[Records excerpted from a collection]
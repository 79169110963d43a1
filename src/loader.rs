use std::path::{Path, PathBuf};

use crate::env::SourceEnv;
use crate::error::Error;
use crate::model::EnvFile;
use crate::parser::parse_bytes_with_env;

/// File read when no path is configured.
pub const DEFAULT_PATH: &str = ".env";

/// Read a whole file, separating a missing file from other I/O failures.
pub fn read_file(path: impl AsRef<Path>) -> Result<Vec<u8>, Error> {
    let path = path.as_ref();
    std::fs::read(path).map_err(|err| Error::from_io(path.to_path_buf(), err))
}

/// Builder-style loader for a single dotenv file.
#[derive(Debug, Clone)]
pub struct EnvFileLoader {
    path: PathBuf,
    required: bool,
    env: SourceEnv,
}

impl Default for EnvFileLoader {
    fn default() -> Self {
        Self {
            path: PathBuf::from(DEFAULT_PATH),
            required: false,
            env: SourceEnv::process(),
        }
    }
}

impl EnvFileLoader {
    pub fn new() -> Self {
        Self::default()
    }

    pub fn path(mut self, path: impl AsRef<Path>) -> Self {
        self.path = path.as_ref().to_path_buf();
        self
    }

    /// When `false`, a missing file yields an empty [`EnvFile`] instead of
    /// [`Error::NotFound`].
    pub fn required(mut self, required: bool) -> Self {
        self.required = required;
        self
    }

    /// Where `$NAME` references not defined earlier in the file resolve.
    /// Defaults to the process environment.
    pub fn env(mut self, env: SourceEnv) -> Self {
        self.env = env;
        self
    }

    pub fn load(&self) -> Result<EnvFile, Error> {
        let bytes = match read_file(&self.path) {
            Ok(bytes) => bytes,
            Err(err) if err.is_not_found() && !self.required => {
                tracing::debug!(path = %self.path.display(), "optional dotenv file not found");
                return Ok(EnvFile::missing(self.path.clone()));
            }
            Err(err) => return Err(err),
        };

        let entries = parse_bytes_with_env(&bytes, &self.env)?;
        tracing::debug!(
            path = %self.path.display(),
            entries = entries.len(),
            "loaded dotenv file"
        );

        Ok(EnvFile {
            path: self.path.clone(),
            required: self.required,
            found: true,
            entries,
        })
    }
}

#[cfg(test)]
mod tests {
    use super::*;
    use crate::error::ParseErrorKind;

    fn write_env(dir: &tempfile::TempDir, content: &str) -> PathBuf {
        let path = dir.path().join(".env");
        std::fs::write(&path, content).expect("failed to write test file");
        path
    }

    #[test]
    fn defaults_to_dotenv_in_working_directory() {
        let loader = EnvFileLoader::new();
        assert_eq!(loader.path, PathBuf::from(".env"));
        assert!(!loader.required);
    }

    #[test]
    fn loads_entries_in_file_order() {
        let dir = tempfile::tempdir().expect("temp dir");
        let path = write_env(&dir, "B=2\nA=1\n");

        let file = EnvFileLoader::new()
            .path(&path)
            .required(true)
            .load()
            .expect("load should succeed");

        assert!(file.found);
        assert!(file.required);
        assert_eq!(file.path, path);
        assert_eq!(file.len(), 2);
        assert_eq!(file.entries[0].key, "B");
        assert_eq!(file.get("A"), Some("1"));
    }

    #[test]
    fn missing_optional_file_is_empty() {
        let dir = tempfile::tempdir().expect("temp dir");
        let missing = dir.path().join("missing.env");

        let file = EnvFileLoader::new()
            .path(&missing)
            .load()
            .expect("load should succeed");

        assert!(!file.found);
        assert!(file.is_empty());
    }

    #[test]
    fn missing_required_file_is_not_found() {
        let dir = tempfile::tempdir().expect("temp dir");
        let missing = dir.path().join("missing.env");

        let err = EnvFileLoader::new()
            .path(&missing)
            .required(true)
            .load()
            .expect_err("expected not found");

        match err {
            Error::NotFound { path } => assert_eq!(path, missing),
            other => panic!("unexpected error: {other:?}"),
        }
    }

    #[test]
    fn directory_is_an_io_error_even_when_optional() {
        let dir = tempfile::tempdir().expect("temp dir");

        let err = EnvFileLoader::new()
            .path(dir.path())
            .load()
            .expect_err("expected I/O error");

        assert!(matches!(err, Error::Io { .. }), "unexpected error: {err:?}");
    }

    #[test]
    fn malformed_file_returns_parse_error() {
        let dir = tempfile::tempdir().expect("temp dir");
        let path = write_env(&dir, "A=ok\nBAD LINE\n");

        let err = EnvFileLoader::new()
            .path(path)
            .load()
            .expect_err("expected parse error");

        match err {
            Error::Parse(parse_err) => {
                assert_eq!(parse_err.kind, ParseErrorKind::InvalidSyntax);
                assert_eq!(parse_err.line, 2);
            }
            other => panic!("unexpected error: {other:?}"),
        }
    }

    #[test]
    fn expands_references_from_configured_env() {
        let dir = tempfile::tempdir().expect("temp dir");
        let path = write_env(&dir, "USER_NAME=$LOADER_USER\nGREETING=\"hi ${USER_NAME}\"\n");

        let file = EnvFileLoader::new()
            .path(path)
            .env(SourceEnv::from_pairs([("LOADER_USER", "ada")]))
            .load()
            .expect("load should succeed");

        assert_eq!(file.get("USER_NAME"), Some("ada"));
        assert_eq!(file.get("GREETING"), Some("hi ada"));
    }

    #[test]
    fn repeated_loads_are_identical() {
        let dir = tempfile::tempdir().expect("temp dir");
        let path = write_env(&dir, "A=1\nB=\"two\"\n");
        let loader = EnvFileLoader::new().path(path);

        let first = loader.load().expect("first load");
        let second = loader.load().expect("second load");
        assert_eq!(first, second);
    }
}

> _Exercise brief_
Please reproduce the data as it was given, with every line exact.

> _Solution to this problem_
repository 79169110963d43a1
filename src/loader.rs
use std::path::{Path, PathBuf};

use crate::env::SourceEnv;
use crate::error::Error;
use crate::model::EnvFile;
use crate::parser::parse_bytes_with_env;

/// File read when no path is configured.
pub const DEFAULT_PATH: &str = ".env";

/// Read a whole file, separating a missing file from other I/O failures.
pub fn read_file(path: impl AsRef<Path>) -> Result<Vec<u8>, Error> {
    let path = path.as_ref();
    std::fs::read(path).map_err(|err| Error::from_io(path.to_path_buf(), err))
}

/// Builder-style loader for a single dotenv file.
#[derive(Debug, Clone)]
pub struct EnvFileLoader {
    path: PathBuf,
    required: bool,
    env: SourceEnv,
}

impl Default for EnvFileLoader {
    fn default() -> Self {
        Self {
            path: PathBuf::from(DEFAULT_PATH),
            required: false,
            env: SourceEnv::process(),
        }
    }
}

impl EnvFileLoader {
    pub fn new() -> Self {
        Self::default()
    }

    pub fn path(mut self, path: impl AsRef<Path>) -> Self {
        self.path = path.as_ref().to_path_buf();
        self
    }

    /// When `false`, a missing file yields an empty [`EnvFile`] instead of
    /// [`Error::NotFound`].
    pub fn required(mut self, required: bool) -> Self {
        self.required = required;
        self
    }

    /// Where `$NAME` references not defined earlier in the file resolve.
    /// Defaults to the process environment.
    pub fn env(mut self, env: SourceEnv) -> Self {
        self.env = env;
        self
    }

    pub fn load(&self) -> Result<EnvFile, Error> {
        let bytes = match read_file(&self.path) {
            Ok(bytes) => bytes,
            Err(err) if err.is_not_found() && !self.required => {
                tracing::debug!(path = %self.path.display(), "optional dotenv file not found");
                return Ok(EnvFile::missing(self.path.clone()));
            }
            Err(err) => return Err(err),
        };

        let entries = parse_bytes_with_env(&bytes, &self.env)?;
        tracing::debug!(
            path = %self.path.display(),
            entries = entries.len(),
            "loaded dotenv file"
        );

        Ok(EnvFile {
            path: self.path.clone(),
            required: self.required,
            found: true,
            entries,
        })
    }
}

#[cfg(test)]
mod tests {
    use super::*;
    use crate::error::ParseErrorKind;

    fn write_env(dir: &tempfile::TempDir, content: &str) -> PathBuf {
        let path = dir.path().join(".env");
        std::fs::write(&path, content).expect("failed to write test file");
        path
    }

    #[test]
    fn defaults_to_dotenv_in_working_directory() {
        let loader = EnvFileLoader::new();
        assert_eq!(loader.path, PathBuf::from(".env"));
        assert!(!loader.required);
    }

    #[test]
    fn loads_entries_in_file_order() {
        let dir = tempfile::tempdir().expect("temp dir");
        let path = write_env(&dir, "B=2\nA=1\n");

        let file = EnvFileLoader::new()
            .path(&path)
            .required(true)
            .load()
            .expect("load should succeed");

        assert!(file.found);
        assert!(file.required);
        assert_eq!(file.path, path);
        assert_eq!(file.len(), 2);
        assert_eq!(file.entries[0].key, "B");
        assert_eq!(file.get("A"), Some("1"));
    }

    #[test]
    fn missing_optional_file_is_empty() {
        let dir = tempfile::tempdir().expect("temp dir");
        let missing = dir.path().join("missing.env");

        let file = EnvFileLoader::new()
            .path(&missing)
            .load()
            .expect("load should succeed");

        assert!(!file.found);
        assert!(file.is_empty());
    }

    #[test]
    fn missing_required_file_is_not_found() {
        let dir = tempfile::tempdir().expect("temp dir");
        let missing = dir.path().join("missing.env");

        let err = EnvFileLoader::new()
            .path(&missing)
            .required(true)
            .load()
            .expect_err("expected not found");

        match err {
            Error::NotFound { path } => assert_eq!(path, missing),
            other => panic!("unexpected error: {other:?}"),
        }
    }

    #[test]
    fn directory_is_an_io_error_even_when_optional() {
        let dir = tempfile::tempdir().expect("temp dir");

        let err = EnvFileLoader::new()
            .path(dir.path())
            .load()
            .expect_err("expected I/O error");

        assert!(matches!(err, Error::Io { .. }), "unexpected error: {err:?}");
    }

    #[test]
    fn malformed_file_returns_parse_error() {
        let dir = tempfile::tempdir().expect("temp dir");
        let path = write_env(&dir, "A=ok\nBAD LINE\n");

        let err = EnvFileLoader::new()
            .path(path)
            .load()
            .expect_err("expected parse error");

        match err {
            Error::Parse(parse_err) => {
                assert_eq!(parse_err.kind, ParseErrorKind::InvalidSyntax);
                assert_eq!(parse_err.line, 2);
            }
            other => panic!("unexpected error: {other:?}"),
        }
    }

    #[test]
    fn expands_references_from_configured_env() {
        let dir = tempfile::tempdir().expect("temp dir");
        let path = write_env(&dir, "USER_NAME=$LOADER_USER\nGREETING=\"hi ${USER_NAME}\"\n");

        let file = EnvFileLoader::new()
            .path(path)
            .env(SourceEnv::from_pairs([("LOADER_USER", "ada")]))
            .load()
            .expect("load should succeed");

        assert_eq!(file.get("USER_NAME"), Some("ada"));
        assert_eq!(file.get("GREETING"), Some("hi ada"));
    }

    #[test]
    fn repeated_loads_are_identical() {
        let dir = tempfile::tempdir().expect("temp dir");
        let path = write_env(&dir, "A=1\nB=\"two\"\n");
        let loader = EnvFileLoader::new().path(path);

        let first = loader.load().expect("first load");
        let second = loader.load().expect("second load");
        assert_eq!(first, second);
    }
}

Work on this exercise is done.